Problem details: After locating the line that contains "impl FromStr for", restate it and each later line word for word through the end of the records.

[Items from a data source]
--------------------------------------------------
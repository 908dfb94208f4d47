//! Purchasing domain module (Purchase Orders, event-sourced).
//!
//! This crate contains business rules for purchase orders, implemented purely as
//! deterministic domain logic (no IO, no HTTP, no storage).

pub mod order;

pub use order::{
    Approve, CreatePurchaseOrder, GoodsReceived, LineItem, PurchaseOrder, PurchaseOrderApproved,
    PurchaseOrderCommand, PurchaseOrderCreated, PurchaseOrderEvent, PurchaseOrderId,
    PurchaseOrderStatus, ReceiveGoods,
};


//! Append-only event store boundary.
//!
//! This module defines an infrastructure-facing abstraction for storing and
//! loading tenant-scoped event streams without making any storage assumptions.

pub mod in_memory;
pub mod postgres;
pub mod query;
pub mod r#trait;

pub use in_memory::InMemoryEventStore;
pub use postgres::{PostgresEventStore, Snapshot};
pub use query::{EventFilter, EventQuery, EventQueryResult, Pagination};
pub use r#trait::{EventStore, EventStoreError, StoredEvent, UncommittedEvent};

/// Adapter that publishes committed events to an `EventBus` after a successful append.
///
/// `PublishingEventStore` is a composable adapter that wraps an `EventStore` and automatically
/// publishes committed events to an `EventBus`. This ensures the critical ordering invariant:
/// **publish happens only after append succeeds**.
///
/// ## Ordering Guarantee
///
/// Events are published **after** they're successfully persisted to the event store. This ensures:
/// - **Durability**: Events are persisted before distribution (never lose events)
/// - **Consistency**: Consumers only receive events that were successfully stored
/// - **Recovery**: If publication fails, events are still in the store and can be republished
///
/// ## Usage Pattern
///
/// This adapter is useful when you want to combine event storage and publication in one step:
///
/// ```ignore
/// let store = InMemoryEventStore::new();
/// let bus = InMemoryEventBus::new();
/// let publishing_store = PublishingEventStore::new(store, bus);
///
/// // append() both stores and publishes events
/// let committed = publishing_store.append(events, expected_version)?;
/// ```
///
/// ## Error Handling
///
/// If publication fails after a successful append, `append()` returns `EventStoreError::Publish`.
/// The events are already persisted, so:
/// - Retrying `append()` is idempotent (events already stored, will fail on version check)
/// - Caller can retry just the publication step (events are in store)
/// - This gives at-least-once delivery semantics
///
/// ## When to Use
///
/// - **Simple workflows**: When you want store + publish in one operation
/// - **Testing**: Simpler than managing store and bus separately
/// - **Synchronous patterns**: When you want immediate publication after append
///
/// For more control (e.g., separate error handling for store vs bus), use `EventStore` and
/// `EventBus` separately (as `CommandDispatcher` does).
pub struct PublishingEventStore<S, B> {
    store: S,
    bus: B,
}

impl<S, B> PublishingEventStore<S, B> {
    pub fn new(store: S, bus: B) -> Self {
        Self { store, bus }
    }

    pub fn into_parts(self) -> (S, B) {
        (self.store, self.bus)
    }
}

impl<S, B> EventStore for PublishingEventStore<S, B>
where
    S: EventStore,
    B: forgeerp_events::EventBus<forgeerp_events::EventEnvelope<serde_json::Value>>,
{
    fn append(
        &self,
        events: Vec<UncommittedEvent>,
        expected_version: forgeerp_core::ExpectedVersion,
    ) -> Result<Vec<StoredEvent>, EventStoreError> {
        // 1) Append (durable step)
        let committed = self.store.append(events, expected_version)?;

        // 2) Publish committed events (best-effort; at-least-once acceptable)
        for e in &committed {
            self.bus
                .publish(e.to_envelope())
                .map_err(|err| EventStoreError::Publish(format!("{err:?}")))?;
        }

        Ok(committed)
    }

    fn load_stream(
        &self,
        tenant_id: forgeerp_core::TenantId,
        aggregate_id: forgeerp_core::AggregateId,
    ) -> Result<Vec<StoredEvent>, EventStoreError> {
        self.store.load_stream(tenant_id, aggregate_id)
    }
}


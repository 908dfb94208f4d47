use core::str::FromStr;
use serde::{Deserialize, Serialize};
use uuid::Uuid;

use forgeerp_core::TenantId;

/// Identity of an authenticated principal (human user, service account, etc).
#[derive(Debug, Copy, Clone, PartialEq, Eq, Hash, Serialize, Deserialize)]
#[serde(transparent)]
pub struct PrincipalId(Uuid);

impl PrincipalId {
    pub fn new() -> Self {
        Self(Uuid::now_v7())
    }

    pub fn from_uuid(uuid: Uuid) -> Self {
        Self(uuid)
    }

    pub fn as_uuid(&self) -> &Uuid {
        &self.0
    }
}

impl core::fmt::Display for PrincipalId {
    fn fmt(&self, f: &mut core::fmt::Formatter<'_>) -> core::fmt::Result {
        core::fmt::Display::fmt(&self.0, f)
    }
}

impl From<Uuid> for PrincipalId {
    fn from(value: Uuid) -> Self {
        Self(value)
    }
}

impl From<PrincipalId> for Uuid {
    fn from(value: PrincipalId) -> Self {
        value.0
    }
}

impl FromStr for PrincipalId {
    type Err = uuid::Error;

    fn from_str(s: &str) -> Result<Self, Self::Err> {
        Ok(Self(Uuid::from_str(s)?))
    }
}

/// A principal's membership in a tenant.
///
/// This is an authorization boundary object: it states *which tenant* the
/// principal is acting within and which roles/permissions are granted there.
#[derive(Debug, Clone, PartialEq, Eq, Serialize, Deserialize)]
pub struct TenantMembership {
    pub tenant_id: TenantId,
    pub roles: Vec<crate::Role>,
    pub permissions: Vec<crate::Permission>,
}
--------------------------------------------------
Answer box:
impl FromStr for PrincipalId {
    type Err = uuid::Error;

    fn from_str(s: &str) -> Result<Self, Self::Err> {
        Ok(Self(Uuid::from_str(s)?))
    }
}

/// A principal's membership in a tenant.
///
/// This is an authorization boundary object: it states *which tenant* the
/// principal is acting within and which roles/permissions are granted there.
#[derive(Debug, Clone, PartialEq, Eq, Serialize, Deserialize)]
pub struct TenantMembership {
    pub tenant_id: TenantId,
    pub roles: Vec<crate::Role>,
    pub permissions: Vec<crate::Permission>,
}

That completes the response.